Открыв ещё одну дверь, я оказалась на заднем дворе. Сюда работники сбрасывали навоз, и лошадиный, и коровий, и куриный помёт, когда чистили конюшню и сараи. Не только наши, но и из домов напротив. Ну что ж, отлично. Я внимательно огляделась и прислушалась. Шум доносился откуда-то с Рыночной площади и боковой улицы, на которую умчался Гарм. Но я не пойду по улицам, я буду уходить через задние дворы. Подняла юбки и решительно двинулась прочь, низко надвинув капюшон.
— Р-рав!
Подол моей юбки дёрнули, я обернулась и с облегчением увидела светлую шёрстку и чёрные глазки-бусинки. И быстро-быстро виляющий хвостик.
— Не надо тебе пачкаться, — строго произнесла я, а мне хотелось схватить героя, закружить и расцеловать.
Подхватила под мышку и продолжила уходить по узкой грязной дорожке между конюшнями и сараями внутренних дворов.
В Маленьком Замке трое основных ворот, те, через которые въезжают из Бремена, называют Королевскими. Но, думаю, меня везде уже караулят. Есть ещё чёрные ворота, откуда выезжают, например, золотари со своей вонючей поклажей. И четыре калитки. Но стоит ли рисковать? Уверена: маменька не хуже меня о них знает.
Есть ещё собор аббатства Эхтернах. Если спуститься в его крипту, то оттуда можно выбраться через тайный подземный ход. По легендам король Лев велел прорыть его, чтобы посещать свою любовницу — фею Карабос. Ход выведет в заброшенную часовню в лесу. И, возможно, о нём маменька ничего не слышала. Всё же она родом из Эрталии, откуда бы ей знать наши легенды?
Но могла и узнать за это время.
И всё же другого выхода у меня не было. Надо рискнуть.
— Что ж, — шёпотом поделилась я, — придётся нам с тобой идти в Эхтернах и надеяться, что маменька не знает старинных легенд нашего городка.
Гарм, зажатый подмышкой и смирно висящий под плащом, вдруг вывернулся и бросился в какой-то сарай. Мне ничего не оставалось делать, как последовать за ним. Мы вошли в чей-то внутренний двор. Кажется, здесь жила одноглазая Люсинда, владелица кожевенной мастерской. А, значит… значит, она сейчас в мастерской. Сегодня воскресенье, но Люсинда всегда утверждала, что Господь был работягой, а значит — работать не грех. И пастор ей был не указ.
— Отсидимся до сумерек здесь, — вслух решила я.
Мы пробрались в коровник, и большая белая в рыжих пятнах корова повернула к нам тупорогую голову.
— Му-у, — выдохнула устало.
— Есть хочешь? — уточнила я у Гарма.
— Тяф, — подтвердил он.
Я забросила сено в кормушку, взяла ведро, прошла, поставила ведро под вымя и принялась доить. Выдаивать корову полностью, конечно, не стала — мне нужно-то было пару кружек и одну Гарму. Это было, конечно, воровство, но есть хотелось очень сильно. Первой выпила свою долю я, а пёсик вылакал остаток.

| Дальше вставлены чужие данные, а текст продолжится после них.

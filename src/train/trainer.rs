use std::time::Instant;

use crate::data::dataset::Dataset;
use crate::error::{NetError, NetResult};
use crate::network::network::Network;
use crate::optim::sgd::Sgd;
use crate::train::history::TrainingHistory;
use crate::train::iteration_stats::IterationStats;
use crate::train::metrics::evaluate;

/// Where a `Trainer` is in its run.
#[derive(Debug, Clone, Copy, PartialEq, Eq)]
pub enum TrainingState {
    /// Parameters initialised, no update applied yet.
    Initialized,
    /// `completed` iterations done, more to go.
    Iterating { completed: usize },
    /// Every requested iteration has run.
    Completed,
}

/// Full-batch gradient-descent driver.
///
/// Owns the network for the duration of the run. Each call to `step` is one
/// complete iteration; between calls the network and history are always in
/// a consistent state, so a run can be abandoned after any step.
pub struct Trainer<'a> {
    network: Network,
    optimizer: Sgd,
    train: &'a Dataset,
    test: &'a Dataset,
    history: TrainingHistory,
    total_iterations: usize,
    state: TrainingState,
}

impl<'a> Trainer<'a> {
    pub fn new(
        network: Network,
        optimizer: Sgd,
        train: &'a Dataset,
        test: &'a Dataset,
        total_iterations: usize,
    ) -> NetResult<Trainer<'a>> {
        if total_iterations == 0 {
            return Err(NetError::InvalidConfig("iteration count must be at least 1".into()));
        }
        let dims = network.dimensions();
        for dataset in [train, test] {
            if dataset.n_features() != dims.input_size() {
                return Err(NetError::shape(
                    "Trainer dataset features",
                    (dims.input_size(), dataset.n_examples()),
                    dataset.features.shape(),
                ));
            }
            if dataset.labels.rows != dims.output_size() {
                return Err(NetError::shape(
                    "Trainer dataset labels",
                    (dims.output_size(), dataset.n_examples()),
                    dataset.labels.shape(),
                ));
            }
        }

        Ok(Trainer {
            network,
            optimizer,
            train,
            test,
            history: TrainingHistory::with_capacity(total_iterations),
            total_iterations,
            state: TrainingState::Initialized,
        })
    }

    pub fn state(&self) -> TrainingState {
        self.state
    }

    pub fn network(&self) -> &Network {
        &self.network
    }

    pub fn history(&self) -> &TrainingHistory {
        &self.history
    }

    /// Runs one iteration: forward on the training set, backward, update,
    /// then scores the updated network on both sets and records the row.
    ///
    /// Returns `Ok(None)` once the run is already `Completed`.
    pub fn step(&mut self) -> NetResult<Option<IterationStats>> {
        if self.state == TrainingState::Completed {
            return Ok(None);
        }
        let t_start = Instant::now();

        let activations = self.network.forward(&self.train.features)?;
        let gradients = self.network.backward(&self.train.labels, &activations)?;
        self.optimizer.step(&mut self.network, &gradients)?;

        let train_eval = evaluate(&self.network, self.train)?;
        let test_eval = evaluate(&self.network, self.test)?;

        let completed = self.history.len() + 1;
        let stats = IterationStats {
            iteration: completed,
            total_iterations: self.total_iterations,
            train_loss: train_eval.loss,
            test_loss: test_eval.loss,
            train_accuracy: train_eval.accuracy,
            test_accuracy: test_eval.accuracy,
            elapsed_ms: t_start.elapsed().as_millis() as u64,
        };
        self.history.push(&stats)?;

        self.state = if completed == self.total_iterations {
            TrainingState::Completed
        } else {
            TrainingState::Iterating { completed }
        };
        Ok(Some(stats))
    }

    /// Hands back the trained network and the rows recorded so far.
    pub fn into_parts(self) -> (Network, TrainingHistory) {
        (self.network, self.history)
    }
}

#[cfg(test)]
mod tests {
    use super::*;
    use crate::data::toy::builtin_and;
    use crate::network::dimensions::Dimensions;

    fn network(widths: &[usize]) -> Network {
        Network::with_seed(&Dimensions::new(widths.to_vec()).unwrap(), 1)
    }

    #[test]
    fn walks_through_states() {
        let data = builtin_and();
        let mut trainer = Trainer::new(network(&[2, 2, 1]), Sgd::new(0.1), &data, &data, 2).unwrap();
        assert_eq!(trainer.state(), TrainingState::Initialized);

        let first = trainer.step().unwrap().unwrap();
        assert_eq!(first.iteration, 1);
        assert_eq!(trainer.state(), TrainingState::Iterating { completed: 1 });

        trainer.step().unwrap().unwrap();
        assert_eq!(trainer.state(), TrainingState::Completed);
        assert!(trainer.step().unwrap().is_none());
        assert_eq!(trainer.history().len(), 2);
    }

    #[test]
    fn recorded_metrics_describe_updated_parameters() {
        let data = builtin_and();
        let mut trainer = Trainer::new(network(&[2, 3, 1]), Sgd::new(0.5), &data, &data, 1).unwrap();
        let stats = trainer.step().unwrap().unwrap();
        let eval = evaluate(trainer.network(), &data).unwrap();
        assert_eq!(stats.train_loss, eval.loss);
        assert_eq!(stats.train_accuracy, eval.accuracy);
    }

    #[test]
    fn rejects_dataset_of_wrong_width() {
        let data = builtin_and();
        let err = Trainer::new(network(&[3, 1]), Sgd::new(0.1), &data, &data, 1).err().unwrap();
        assert!(matches!(err, NetError::ShapeMismatch { .. }));
    }

    #[test]
    fn rejects_multi_output_network_for_binary_labels() {
        let data = builtin_and();
        assert!(Trainer::new(network(&[2, 2]), Sgd::new(0.1), &data, &data, 1).is_err());
    }

    #[test]
    fn rejects_zero_iterations() {
        let data = builtin_and();
        assert!(Trainer::new(network(&[2, 1]), Sgd::new(0.1), &data, &data, 0).is_err());
    }
}
use std::path::Path;
use std::sync::atomic::{AtomicU64, Ordering};

use rand::rngs::StdRng;
use rand::{Rng, SeedableRng};
use serde::{Serialize, Deserialize};

use crate::error::{NetError, NetResult};
use crate::layers::dense::Layer;
use crate::loss::bce::BceLoss;
use crate::math::matrix::Matrix;
use crate::network::activations::Activations;
use crate::network::dimensions::Dimensions;
use crate::network::gradients::Gradients;

/// Output activations at or above this value are classified as 1.
pub const DECISION_THRESHOLD: f64 = 0.5;

static NEXT_VERSION: AtomicU64 = AtomicU64::new(1);

fn next_version() -> u64 {
    NEXT_VERSION.fetch_add(1, Ordering::Relaxed)
}

/// The parameter store: one `Layer` per entry of `dimensions` after the
/// input, in order. Layer `c` lives at `layers[c - 1]`.
///
/// `version` names the current parameter values. It is unique per process,
/// shared by clones, and replaced on every mutable access, so activations
/// can be matched to the exact parameters that produced them.
#[derive(Debug, Clone, Serialize, Deserialize)]
pub struct Network {
    dimensions: Dimensions,
    layers: Vec<Layer>,
    #[serde(skip, default = "next_version")]
    version: u64,
}

impl PartialEq for Network {
    fn eq(&self, other: &Network) -> bool {
        self.dimensions == other.dimensions && self.layers == other.layers
    }
}

impl Network {
    /// Builds the layers described by `dimensions`, drawing weights from `rng`.
    pub fn initialise<R: Rng + ?Sized>(dimensions: &Dimensions, rng: &mut R) -> Network {
        let layers = dimensions.weight_shapes()
            .map(|(size, input_size)| Layer::new(size, input_size, rng))
            .collect();
        Network { dimensions: dimensions.clone(), layers, version: next_version() }
    }

    /// `initialise` with a fresh `StdRng` seeded from `seed`.
    pub fn with_seed(dimensions: &Dimensions, seed: u64) -> Network {
        Network::initialise(dimensions, &mut StdRng::seed_from_u64(seed))
    }

    pub fn dimensions(&self) -> &Dimensions {
        &self.dimensions
    }

    pub fn layers(&self) -> &[Layer] {
        &self.layers
    }

    /// Mutable parameters. Activations computed before this call are no
    /// longer accepted by `backward`.
    pub fn layers_mut(&mut self) -> &mut [Layer] {
        self.version = next_version();
        &mut self.layers
    }

    /// Runs the whole batch (`width[0] × m`) through every layer.
    pub fn forward(&self, input: &Matrix) -> NetResult<Activations> {
        input.ensure_shape((self.dimensions.input_size(), input.cols), "Network::forward input")?;

        let mut layers = Vec::with_capacity(self.layers.len() + 1);
        layers.push(input.clone());
        for layer in &self.layers {
            let next = layer.feed_from(&layers[layers.len() - 1])?;
            layers.push(next);
        }
        Ok(Activations { layers, version: self.version })
    }

    /// Gradients of the mean binary cross-entropy with respect to every
    /// parameter, given the activations of a forward pass of this network
    /// and the `output_width × m` labels of the same batch.
    pub fn backward(&self, labels: &Matrix, activations: &Activations) -> NetResult<Gradients> {
        self.check_activations(activations)?;
        let m = activations.n_examples();
        labels.ensure_shape((self.dimensions.output_size(), m), "Network::backward labels")?;

        let mut delta = BceLoss::output_delta(activations.output(), labels)?;
        let mut grads = Vec::with_capacity(self.layers.len());

        for c in (1..=self.layers.len()).rev() {
            let layer = &self.layers[c - 1];
            let inputs = &activations.layers[c - 1];

            grads.push(layer.compute_gradients(&delta, inputs)?);

            if c > 1 {
                delta = layer.propagate_delta(&delta, inputs)?;
            }
        }

        grads.reverse();
        Ok(Gradients { layers: grads })
    }

    /// Final-layer activations for `input`, i.e. P(class = 1).
    pub fn predict_proba(&self, input: &Matrix) -> NetResult<Matrix> {
        Ok(self.forward(input)?.into_output())
    }

    /// Hard 0/1 labels for `input`.
    pub fn predict(&self, input: &Matrix) -> NetResult<Matrix> {
        Ok(Network::binarize(&self.predict_proba(input)?))
    }

    /// 1.0 where `a >= DECISION_THRESHOLD`, else 0.0.
    pub fn binarize(output: &Matrix) -> Matrix {
        output.map(|a| if a >= DECISION_THRESHOLD { 1.0 } else { 0.0 })
    }

    /// Checks every layer against `dimensions`.
    pub fn validate(&self) -> NetResult<()> {
        if self.layers.len() != self.dimensions.n_layers() {
            return Err(NetError::shape(
                "Network layer count",
                (self.dimensions.n_layers(), 1),
                (self.layers.len(), 1),
            ));
        }
        for (layer, shape) in self.layers.iter().zip(self.dimensions.weight_shapes()) {
            layer.weights.ensure_shape(shape, "Network weights")?;
            layer.biases.ensure_shape((shape.0, 1), "Network biases")?;
        }
        Ok(())
    }

    /// Serializes the network weights to a pretty-printed JSON file.
    pub fn save_json(&self, path: impl AsRef<Path>) -> NetResult<()> {
        let file = std::fs::File::create(path)?;
        let writer = std::io::BufWriter::new(file);
        serde_json::to_writer_pretty(writer, self)?;
        Ok(())
    }

    /// Deserializes a network from a JSON file previously written by `save_json`.
    pub fn load_json(path: impl AsRef<Path>) -> NetResult<Network> {
        let file = std::fs::File::open(path)?;
        let reader = std::io::BufReader::new(file);
        let network: Network = serde_json::from_reader(reader)?;
        network.validate()?;
        Ok(network)
    }

    fn check_activations(&self, activations: &Activations) -> NetResult<()> {
        if activations.version != self.version {
            return Err(NetError::shape(
                "Activations parameter version",
                (self.version as usize, 1),
                (activations.version as usize, 1),
            ));
        }
        let expected = self.layers.len() + 1;
        if activations.len() != expected {
            return Err(NetError::shape(
                "Activations layer count",
                (expected, 1),
                (activations.len(), 1),
            ));
        }
        let m = activations.n_examples();
        if m == 0 {
            return Err(NetError::shape(
                "Activations batch size",
                (self.dimensions.input_size(), 1),
                (self.dimensions.input_size(), 0),
            ));
        }
        for (c, a) in activations.layers.iter().enumerate() {
            a.ensure_shape((self.dimensions.width(c), m), "Activations layer shape")?;
        }
        Ok(())
    }
}
use rand::Rng;
use serde::{Serialize, Deserialize};

use crate::activation::{sigmoid, sigmoid_derivative};
use crate::error::NetResult;
use crate::math::matrix::Matrix;

/// Scale applied to N(0, 1) weight samples so initial pre-activations stay
/// in the near-linear part of the sigmoid.
pub const INIT_SCALE: f64 = 0.01;

/// One fully-connected sigmoid layer.
///
/// `weights` is `size × input_size`, `biases` is `size × 1`.
#[derive(Debug, Clone, PartialEq, Serialize, Deserialize)]
pub struct Layer{
    pub weights: Matrix,
    pub biases: Matrix,
}

/// Gradients for one layer; shapes mirror `Layer`.
#[derive(Debug, Clone, PartialEq)]
pub struct LayerGradients {
    pub weights: Matrix,
    pub biases: Matrix,
}

impl Layer {
    pub fn new<R: Rng + ?Sized>(size: usize, input_size: usize, rng: &mut R) -> Layer {
        Layer {
            weights: Matrix::standard_normal(size, input_size, INIT_SCALE, rng),
            biases: Matrix::zeros(size, 1),
        }
    }

    pub fn size(&self) -> usize {
        self.weights.rows
    }

    pub fn input_size(&self) -> usize {
        self.weights.cols
    }

    /// `σ(W · input + b)` for a whole batch (`input_size × m`).
    pub fn feed_from(&self, input: &Matrix) -> NetResult<Matrix> {
        let z = self.weights.dot(input)?.add_column(&self.biases)?;
        Ok(z.map(sigmoid))
    }

    /// Weight and bias gradients from this layer's error signal `delta`
    /// (`size × m`) and the activations that fed it (`input_size × m`).
    pub fn compute_gradients(&self, delta: &Matrix, inputs: &Matrix) -> NetResult<LayerGradients> {
        let inv_m = 1.0 / delta.cols as f64;
        let weights = delta.dot(&inputs.transpose())?.scale(inv_m);
        let biases = delta.sum_columns().scale(inv_m);
        Ok(LayerGradients { weights, biases })
    }

    /// Error signal for the previous layer: `(Wᵀ · δ) ⊙ a ⊙ (1 - a)`, where
    /// `a` are the sigmoid activations that fed this layer.
    pub fn propagate_delta(&self, delta: &Matrix, inputs: &Matrix) -> NetResult<Matrix> {
        let back = self.weights.transpose().dot(delta)?;
        back.hadamard(&inputs.map(sigmoid_derivative))
    }

    /// Fails unless `grads` has exactly this layer's shapes.
    pub fn check_gradients(&self, grads: &LayerGradients) -> NetResult<()> {
        grads.weights.ensure_shape(self.weights.shape(), "Layer weight gradient")?;
        grads.biases.ensure_shape(self.biases.shape(), "Layer bias gradient")
    }

    /// `W -= lr · dW`, `b -= lr · db`.
    pub fn apply_gradients(&mut self, grads: &LayerGradients, lr: f64) -> NetResult<()> {
        self.check_gradients(grads)?;
        self.weights.sub_scaled_assign(&grads.weights, lr)?;
        self.biases.sub_scaled_assign(&grads.biases, lr)
    }
}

В коровнике мы просидели часа четыре, и рыжая Красотуля (я вспомнила, как её звали) уже совершенно перестала обращать на нас внимания. Люсинда была женщиной суровой: мужики-кожевники стаскивали шляпы с голов, едва завидев её в конце улицы, но ко мне королева кож всегда была добра, и даже когда я «рехнулась» нет-нет да и подкармливала масляной сладкой пышкой. Моя талия ей за эту доброту спасибо не говорила, а вот вечно голодный желудок — ещё как.
Конечно, я вытащила лягушку из кармана и попыталась пристроить в какую-нибудь из щелей, но та, видимо, пригрелась и проворно заскочила обратно. Ну и ладно. Лес лучше коровника.
Когда начало смеркаться, Гарм разбудил меня тихим ворчанием. Я сползла со стога сена, вытащила из кос соломинки и высунула нож наружу. Пёсик выбежал первым и уверенно направился вперёд. Я зашагала за ним. На улице быстро темнело. Это были последние дни перед солнцеповоротом, самые тёмные дни в году. Дул резкий ветер, заметая тёмные улицы снегом, и редкие прохожие отчаянно кутались в шерстяные плащи, пытаясь спрятаться от дыхания севера.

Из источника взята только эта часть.